The cython package is accessible from the homepage http://cython.org/, from the Python Package Index, winpython, anaconda etc.
The setup script can be generated automatically by the 'cython_import.py' script (found in the folder of this notebook)
The compiler (from http://docs.cython.org/src/quickstart/install.html):
- Linux: The GNU C Compiler (gcc) is usually present, or easily available through the package system. On Ubuntu or Debian, for instance, the command sudo apt-get install build-essential will fetch everything you need.
- Mac OS X: To retrieve gcc, one option is to install Apple’s XCode, which can be retrieved from the Mac OS X’s install DVDs or from http://developer.apple.com.
- Windows: A popular option is to use the open source MinGW (a Windows distribution of gcc). See the appendix for instructions for setting up MinGW manually. EPD and Python(x,y) bundle MinGW, but some of the configuration steps in the appendix might still be necessary. Another option is to use Microsoft’s Visual C. One must then use the same version which the installed Python was compiled with.

A prime function

Run the following function by pressing Shift+Enter in the cell. The prime-function returns the number of primes in the range [2..n] and the print_time-decorator prints the execution time (see Notebook on decorators)



In [ ]:

    
def primes(n):
    count = 0
    for i in xrange(2,n):
        for j in xrange(2,i):
            if i%j==0: 
                break
        else:
            count+=1
    return count
%timeit primes(10000)

Compile function

Here is a copy of the script in cy_primes.py:

def primes(n):
    count = 0
    for i in xrange(2,n):
        for j in xrange(2,i):
            if i%j==0: 
                break
        else:
            count+=1
    return count

Yes, it is exactly similar to the function above, but by running the next script it will be compiled to a C-library cy_primes.pyd(Windows)/cy_primes.so(Unix), which is imported.

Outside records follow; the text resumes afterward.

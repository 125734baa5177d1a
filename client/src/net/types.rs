//! Wire DTOs for the Stockroom REST API.
//!
//! DESIGN
//! ======
//! Only the auth payloads are typed; resource documents (inventory items,
//! jobs, reports) stay `serde_json::Value` because the client forwards them
//! without interpreting them. Query filters are typed where the backend
//! accepts a known set of parameters and skip unset fields when encoded.

#[cfg(test)]
#[path = "types_test.rs"]
mod types_test;

use serde::{Deserialize, Serialize};

/// The authenticated user's profile as returned by `/auth/me`.
#[derive(Clone, Debug, PartialEq, Serialize, Deserialize)]
pub struct User {
    pub id: i64,
    pub username: String,
    /// Role name compared by authorization checks (e.g. `"admin"`).
    pub role: String,
    #[serde(default, skip_serializing_if = "Option::is_none")]
    pub email: Option<String>,
    #[serde(default, skip_serializing_if = "Option::is_none")]
    pub first_name: Option<String>,
    #[serde(default, skip_serializing_if = "Option::is_none")]
    pub last_name: Option<String>,
    #[serde(default, skip_serializing_if = "Option::is_none")]
    pub is_active: Option<bool>,
    /// Any other profile fields, kept verbatim.
    #[serde(flatten)]
    pub extra: serde_json::Map<String, serde_json::Value>,
}

impl User {
    /// Human-facing name: "First Last" when both are known, else the username.
    #[must_use]
    pub fn display_name(&self) -> String {
        match (self.first_name.as_deref(), self.last_name.as_deref()) {
            (Some(first), Some(last)) if !first.is_empty() && !last.is_empty() => {
                format!("{first} {last}")
            }
            _ => self.username.clone(),
        }
    }
}

#[derive(Debug, Serialize)]
pub(crate) struct LoginRequest<'a> {
    pub username: &'a str,
    pub password: &'a str,
}

/// Response of `POST /auth/login`.
#[derive(Clone, Debug, PartialEq, Serialize, Deserialize)]
pub struct LoginResponse {
    #[serde(default)]
    pub access_token: Option<String>,
    #[serde(flatten)]
    pub extra: serde_json::Map<String, serde_json::Value>,
}

/// Response of `POST /auth/register`; both fields are required for a session.
#[derive(Clone, Debug, PartialEq, Deserialize)]
pub struct RegisterResponse {
    #[serde(default)]
    pub access_token: Option<String>,
    #[serde(default)]
    pub user: Option<User>,
}

/// Filters accepted by `GET /jobs`.
#[derive(Clone, Debug, Default, PartialEq, Eq, Serialize)]
pub struct JobQuery {
    #[serde(skip_serializing_if = "Option::is_none")]
    pub status: Option<String>,
    #[serde(skip_serializing_if = "Option::is_none")]
    pub priority: Option<String>,
    #[serde(skip_serializing_if = "Option::is_none")]
    pub search: Option<String>,
    #[serde(skip_serializing_if = "Option::is_none")]
    pub page: Option<u32>,
    #[serde(skip_serializing_if = "Option::is_none")]
    pub per_page: Option<u32>,
}

/// Filters accepted by the `/reports/*` endpoints.
///
/// Each report ignores the filters it does not understand.
#[derive(Clone, Debug, Default, PartialEq, Eq, Serialize)]
pub struct ReportQuery {
    #[serde(skip_serializing_if = "Option::is_none")]
    pub start_date: Option<String>,
    #[serde(skip_serializing_if = "Option::is_none")]
    pub end_date: Option<String>,
    #[serde(skip_serializing_if = "Option::is_none")]
    pub job_id: Option<i64>,
    #[serde(skip_serializing_if = "Option::is_none")]
    pub user_id: Option<i64>,
    #[serde(skip_serializing_if = "Option::is_none")]
    pub status: Option<String>,
    /// `json` (server default) or `csv`; CSV exports decode as a text value.
    #[serde(skip_serializing_if = "Option::is_none")]
    pub format: Option<String>,
}

/// Free-form `key=value` query parameters, in insertion order.
pub type Params = Vec<(String, String)>;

Finally the compiled version of primes is in executed from primes_cython in order to see the execution time



In [ ]:

    
from cython_import import cython_import

# Translate, compile and import cy_primes.py
cython_import('cy_primes')
import cy_primes #import after compilation


# Test compiled function
% timeit cy_primes.primes(10000)

Yeah!, writing C-code is rather easy!!!

The line

`cython_import('cy_primes')´

does the magic. It:

Generates a cy_primes.pyx file from the code from cy_primes.py
Generates a setup.py file containing a build script
Executes the setup script which makes cython compile cy_primes.pyx into cy_primes.pyd/cy_primes.so
Deletes all temporary files

But the speedup is not impressing... yet!

Static typing

One of the major differences between C and Python is that:

Python is dynamic type
- There is no need for variable declaration (Python determines the type based on the contents)
- The type of a variable can be changed during execution
C is static type
- All variables must be declared to specify the type
- Variables cannot change type during execution

Dynamic typing makes it easy to code, but slow to execute, so in order to speed up the compiled function, variables must be declared.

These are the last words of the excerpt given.